11. Segundo a FGV-Agro, a crise deve se abater também nas projeções de crescimento do setor agroindustrial, ao reduzir a perspectiva de crescimento do setor no país. A perspectiva agora é um crescimento de 0,7% ante uma previsão de 1,4% para 2020. Os setores de alimentos e bebidas devem crescer 1,1% ante previsão anterior de 2,1%, e o setor não-alimentício 0,4% ante 0,8% anteriormente previsto para 2020.

12. Enquanto isso, organizações que compõe a Coalização Brasil Clima, Florestas e Agricultura lançam carta aberta ao presidente do Senado, David Aucolumbre, solicitando que projetos que tenham potencial de prejudicar o meio ambiente, como a MP 910/2019, não sejam pautadas no Congresso Nacional enquanto as sessões permaneçam fechadas por conta da pandemia do Covid-19.

II. AGRONEGÓCIO SEGUE AVANÇANDO SOBRE OS BENS DA NATUREZA E OS DIREITOS DOS TRABALHADORES

13. O mês de março manteve a tendência do atual governo brasileiro de liberação acelerada de novos agrotóxicos, com a aprovação de 16 novos produtos.
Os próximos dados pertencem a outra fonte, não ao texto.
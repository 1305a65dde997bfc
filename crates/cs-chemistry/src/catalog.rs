use crate::error::{ChemistryError, ChemistryResult};
use crate::profile::ChemistryProfile;
use serde::{Deserialize, Serialize};
use std::collections::HashMap;

/// Built-in catalog selections.
#[derive(Debug, Clone, Copy, PartialEq, Eq, Default, Serialize, Deserialize)]
#[serde(rename_all = "snake_case")]
pub enum CatalogPreset {
    /// All eight chemistries.
    #[default]
    Reference,
    /// Lithium-Ion, Lead-Acid, NiMH and Solid-State only.
    Compact,
}

impl CatalogPreset {
    pub fn build(self) -> ChemistryCatalog {
        match self {
            Self::Reference => reference_catalog(),
            Self::Compact => compact_catalog(),
        }
    }
}

/// (name, volts per cell, amp-hours per cell, round-trip efficiency)
const REFERENCE_ENTRIES: [(&str, f64, f64, f64); 8] = [
    ("Lithium-Ion", 3.7, 2.5, 0.95),
    ("Lead-Acid", 2.0, 5.0, 0.85),
    ("NiMH", 1.2, 2.0, 0.75),
    ("Solid-State", 3.8, 3.0, 0.98),
    ("NMC", 3.7, 2.8, 0.95),
    ("LFP", 3.2, 3.0, 0.98),
    ("LCO", 3.7, 2.5, 0.92),
    ("LMO", 3.7, 2.2, 0.90),
];

const COMPACT_LEN: usize = 4;

/// Read-only mapping from chemistry name to profile.
///
/// Entries keep their insertion order so selectors list them the way the
/// catalog was written.
#[derive(Debug, Clone, PartialEq)]
pub struct ChemistryCatalog {
    entries: Vec<ChemistryProfile>,
    index: HashMap<String, usize>,
}

impl ChemistryCatalog {
    pub fn new(entries: impl IntoIterator<Item = ChemistryProfile>) -> ChemistryResult<Self> {
        let entries: Vec<ChemistryProfile> = entries.into_iter().collect();
        let mut index = HashMap::with_capacity(entries.len());
        for (i, entry) in entries.iter().enumerate() {
            entry.validate()?;
            if index.insert(entry.name().to_string(), i).is_some() {
                return Err(ChemistryError::DuplicateName {
                    name: entry.name().to_string(),
                });
            }
        }
        Ok(Self { entries, index })
    }

    pub fn lookup(&self, name: &str) -> ChemistryResult<&ChemistryProfile> {
        self.index
            .get(name)
            .map(|&i| &self.entries[i])
            .ok_or_else(|| ChemistryError::UnknownChemistry {
                name: name.to_string(),
            })
    }

    pub fn contains(&self, name: &str) -> bool {
        self.index.contains_key(name)
    }

    pub fn names(&self) -> impl Iterator<Item = &str> {
        self.entries.iter().map(ChemistryProfile::name)
    }

    pub fn iter(&self) -> impl Iterator<Item = &ChemistryProfile> {
        self.entries.iter()
    }

    pub fn first(&self) -> Option<&ChemistryProfile> {
        self.entries.first()
    }

    pub fn len(&self) -> usize {
        self.entries.len()
    }

    pub fn is_empty(&self) -> bool {
        self.entries.is_empty()
    }
}

fn preset(count: usize) -> ChemistryCatalog {
    let entries: Vec<ChemistryProfile> = REFERENCE_ENTRIES
        .iter()
        .take(count)
        .map(|&(name, v, ah, eff)| ChemistryProfile::built_in(name, v, ah, eff))
        .collect();
    let index = entries
        .iter()
        .enumerate()
        .map(|(i, entry)| (entry.name().to_string(), i))
        .collect();
    ChemistryCatalog { entries, index }
}

pub fn reference_catalog() -> ChemistryCatalog {
    preset(REFERENCE_ENTRIES.len())
}

pub fn compact_catalog() -> ChemistryCatalog {
    preset(COMPACT_LEN)
}
//! Control values → request → result, one cell at a time.

use crate::cache::SimulationCache;
use crate::error::AppResult;
use crate::summary::CellSummary;
use cs_chemistry::ChemistryCatalog;
use cs_project::CellDef;
use cs_sim::{PackConfiguration, SimulationRequest, SimulationResult, simulate};
use tracing::warn;

/// Result of one dashboard cell.
#[derive(Debug, Clone, PartialEq)]
pub struct CellReport {
    pub label: String,
    pub result: SimulationResult,
    pub summary: CellSummary,
    /// Echoed from the controls for display only.
    pub speed_multiplier: u32,
}

impl CellReport {
    fn new(cell: &CellDef, result: SimulationResult) -> Self {
        Self {
            label: cell.label.clone(),
            summary: CellSummary::from_result(&result),
            result,
            speed_multiplier: cell.speed_multiplier,
        }
    }
}

/// Outcome of one cell inside a dashboard pass.
#[derive(Debug)]
pub struct CellOutcome {
    pub label: String,
    pub report: AppResult<CellReport>,
}

/// Build the simulator request for a cell. Values are used as given.
pub fn build_request(catalog: &ChemistryCatalog, cell: &CellDef) -> AppResult<SimulationRequest> {
    let pack = PackConfiguration::new(cell.series, cell.parallel)?;
    Ok(SimulationRequest::from_catalog(
        catalog,
        &cell.chemistry,
        pack,
        cell.mode,
        cell.duration_s,
    )?)
}

pub fn run_cell(catalog: &ChemistryCatalog, cell: &CellDef) -> AppResult<CellReport> {
    let request = build_request(catalog, cell)?;
    let result = simulate(&request)?;
    Ok(CellReport::new(cell, result))
}

/// Same as [`run_cell`] but reuses a previous result for identical requests.
pub fn run_cell_cached(
    cache: &mut SimulationCache,
    catalog: &ChemistryCatalog,
    cell: &CellDef,
) -> AppResult<CellReport> {
    let request = build_request(catalog, cell)?;
    let result = cache.get_or_run(&request)?.clone();
    Ok(CellReport::new(cell, result))
}

/// Run every cell independently; a failing cell does not stop the others.
pub fn run_dashboard(catalog: &ChemistryCatalog, cells: &[CellDef]) -> Vec<CellOutcome> {
    cells
        .iter()
        .map(|cell| {
            let report = run_cell(catalog, cell);
            if let Err(e) = &report {
                warn!(cell = %cell.label, error = %e, "cell simulation failed");
            }
            CellOutcome {
                label: cell.label.clone(),
                report,
            }
        })
        .collect()
}
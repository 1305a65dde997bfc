//! Linear-ramp charge/discharge simulation for battery packs.
//!
//! Provides:
//! - Pack topology (series/parallel counts) and derived pack ratings
//! - Per-run request and fixed 1 s sample records
//! - `simulate`, a pure closed-form time-series generator

pub mod error;
pub mod mode;
pub mod pack;
pub mod record;
pub mod request;
pub mod sim;

// Re-exports for public API
pub use error::{SimError, SimResult};
pub use mode::{Mode, ParseModeError};
pub use pack::PackConfiguration;
pub use record::{Sample, SimulationResult};
pub use request::SimulationRequest;
pub use sim::simulate;
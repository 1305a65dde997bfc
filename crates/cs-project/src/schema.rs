//! Project schema definitions.

use crate::limits::{
    DEFAULT_DURATION_S, DEFAULT_PARALLEL, DEFAULT_SERIES, DEFAULT_SPEED_MULTIPLIER, TAB_COUNT,
};
use cs_chemistry::{CatalogPreset, ChemistryCatalog, ChemistryProfile, ChemistryResult};
use cs_sim::Mode;
use serde::{Deserialize, Serialize};

#[derive(Debug, Clone, Serialize, Deserialize, PartialEq)]
pub struct Project {
    pub version: u32,
    pub name: String,
    #[serde(default)]
    pub catalog: CatalogDef,
    #[serde(default)]
    pub layout: LayoutKind,
    #[serde(default)]
    pub cells: Vec<CellDef>,
}

impl Project {
    /// Eight independent tabs over the full catalog.
    pub fn tabbed_default() -> Self {
        Self {
            version: crate::LATEST_VERSION,
            name: "Battery Cell Simulator".to_string(),
            catalog: CatalogDef::preset(CatalogPreset::Reference),
            layout: LayoutKind::Tabs,
            cells: (1..=TAB_COUNT)
                .map(|i| CellDef::with_label(format!("Cell {i}")))
                .collect(),
        }
    }

    /// A single cell driven from a side panel over the compact catalog.
    pub fn sidebar_default() -> Self {
        Self {
            version: crate::LATEST_VERSION,
            name: "Battery Simulator".to_string(),
            catalog: CatalogDef::preset(CatalogPreset::Compact),
            layout: LayoutKind::Sidebar,
            cells: vec![CellDef::with_label("Cell 1")],
        }
    }

    pub fn build_catalog(&self) -> ChemistryResult<ChemistryCatalog> {
        self.catalog.build()
    }
}

#[derive(Debug, Clone, Serialize, Deserialize, PartialEq)]
#[serde(tag = "type", rename_all = "snake_case")]
pub enum CatalogDef {
    Preset { preset: CatalogPreset },
    Custom { entries: Vec<ChemistryProfile> },
}

impl Default for CatalogDef {
    fn default() -> Self {
        Self::preset(CatalogPreset::Reference)
    }
}

impl CatalogDef {
    pub fn preset(preset: CatalogPreset) -> Self {
        Self::Preset { preset }
    }

    pub fn custom(entries: Vec<ChemistryProfile>) -> Self {
        Self::Custom { entries }
    }

    pub fn build(&self) -> ChemistryResult<ChemistryCatalog> {
        match self {
            Self::Preset { preset } => Ok(preset.build()),
            Self::Custom { entries } => ChemistryCatalog::new(entries.iter().cloned()),
        }
    }
}

#[derive(Debug, Clone, Copy, Serialize, Deserialize, PartialEq, Eq, Default)]
#[serde(rename_all = "snake_case")]
pub enum LayoutKind {
    #[default]
    Tabs,
    Sidebar,
}

/// Control values of one dashboard cell.
#[derive(Debug, Clone, Serialize, Deserialize, PartialEq, Eq)]
pub struct CellDef {
    pub label: String,
    pub chemistry: String,
    pub series: u32,
    pub parallel: u32,
    #[serde(default)]
    pub mode: Mode,
    pub duration_s: u32,
    /// Accepted and stored, never applied to the simulation.
    #[serde(default = "default_speed_multiplier")]
    pub speed_multiplier: u32,
}

impl CellDef {
    pub fn with_label(label: impl Into<String>) -> Self {
        Self {
            label: label.into(),
            ..Self::default()
        }
    }
}

impl Default for CellDef {
    fn default() -> Self {
        Self {
            label: "Cell 1".to_string(),
            chemistry: "Lithium-Ion".to_string(),
            series: DEFAULT_SERIES,
            parallel: DEFAULT_PARALLEL,
            mode: Mode::Charging,
            duration_s: DEFAULT_DURATION_S,
            speed_multiplier: DEFAULT_SPEED_MULTIPLIER,
        }
    }
}

fn default_speed_multiplier() -> u32 {
    DEFAULT_SPEED_MULTIPLIER
}

impl CellDef {
    /// Copy with every numeric control pulled into its widget range.
    pub fn clamped(&self) -> Self {
        use crate::limits::{
            DURATION_RANGE_S, PARALLEL_RANGE, SERIES_RANGE, SPEED_MULTIPLIER_RANGE, clamp_to,
        };
        Self {
            series: clamp_to(self.series, &SERIES_RANGE),
            parallel: clamp_to(self.parallel, &PARALLEL_RANGE),
            duration_s: clamp_to(self.duration_s, &DURATION_RANGE_S),
            speed_multiplier: clamp_to(self.speed_multiplier, &SPEED_MULTIPLIER_RANGE),
            ..self.clone()
        }
    }
}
14. Era de se esperar que o volume de agrotóxicos consumidos no país crescesse, segundo dados inéditos do SINDIVEG (que anteriormente divulgava apenas os dados das vendas das empresas). O consumo de agrotóxicos no país cresceu 6,6% em 2019 em relação ao ano anterior, representando o consumo de 975,1 mil toneladas. Os dados são obtidos por meio do Produto Comercial por Área Tratada (PAT), que é a multiplicação da área plantada, números de aplicações e número de produtos. A área tratada com agrotóxicos em 2019, segundo o SINDIVEG, foi de 1,4 bi de hectares, aumento de 8% em relação a 2018.

15. A privatização dos bens da natureza podem chegar a níveis inimagináveis. A empresa Ô Amazon Air Water decidiu engarrafar água dos rios voadores da Amazônia para vender como uma das águas potáveis mais caras do mundo, cerca de R$ 323,00 a garrafa.

16. Conforme cálculos do Valor Econômico, a partir de dados do Banco Central, revelou-se que aumentou a diferença de gênero nas contratações de crédito rural. Na última safra, dos R$ 130,7 bilhões, apenas 15% foram contratados por mulheres. O levantamento traz uma correlação com aumento da concentração fundiária, identificado no último senso agropecuário, onde as mulheres controlam áreas em média menores. A última pesquisa aponta que as mulheres controlam 19% de todas as propriedades e 9% da área.

17. Em meio a pandemia, o governo bate recorde na década de indeferimento de aposentadoria para trabalhadores rurais, chegando a 260 mil negativas. Mudanças nas regras para concessão de aposentadorias rurais levaria ao aumento recorde das negativas de aposentadoria à população do campo.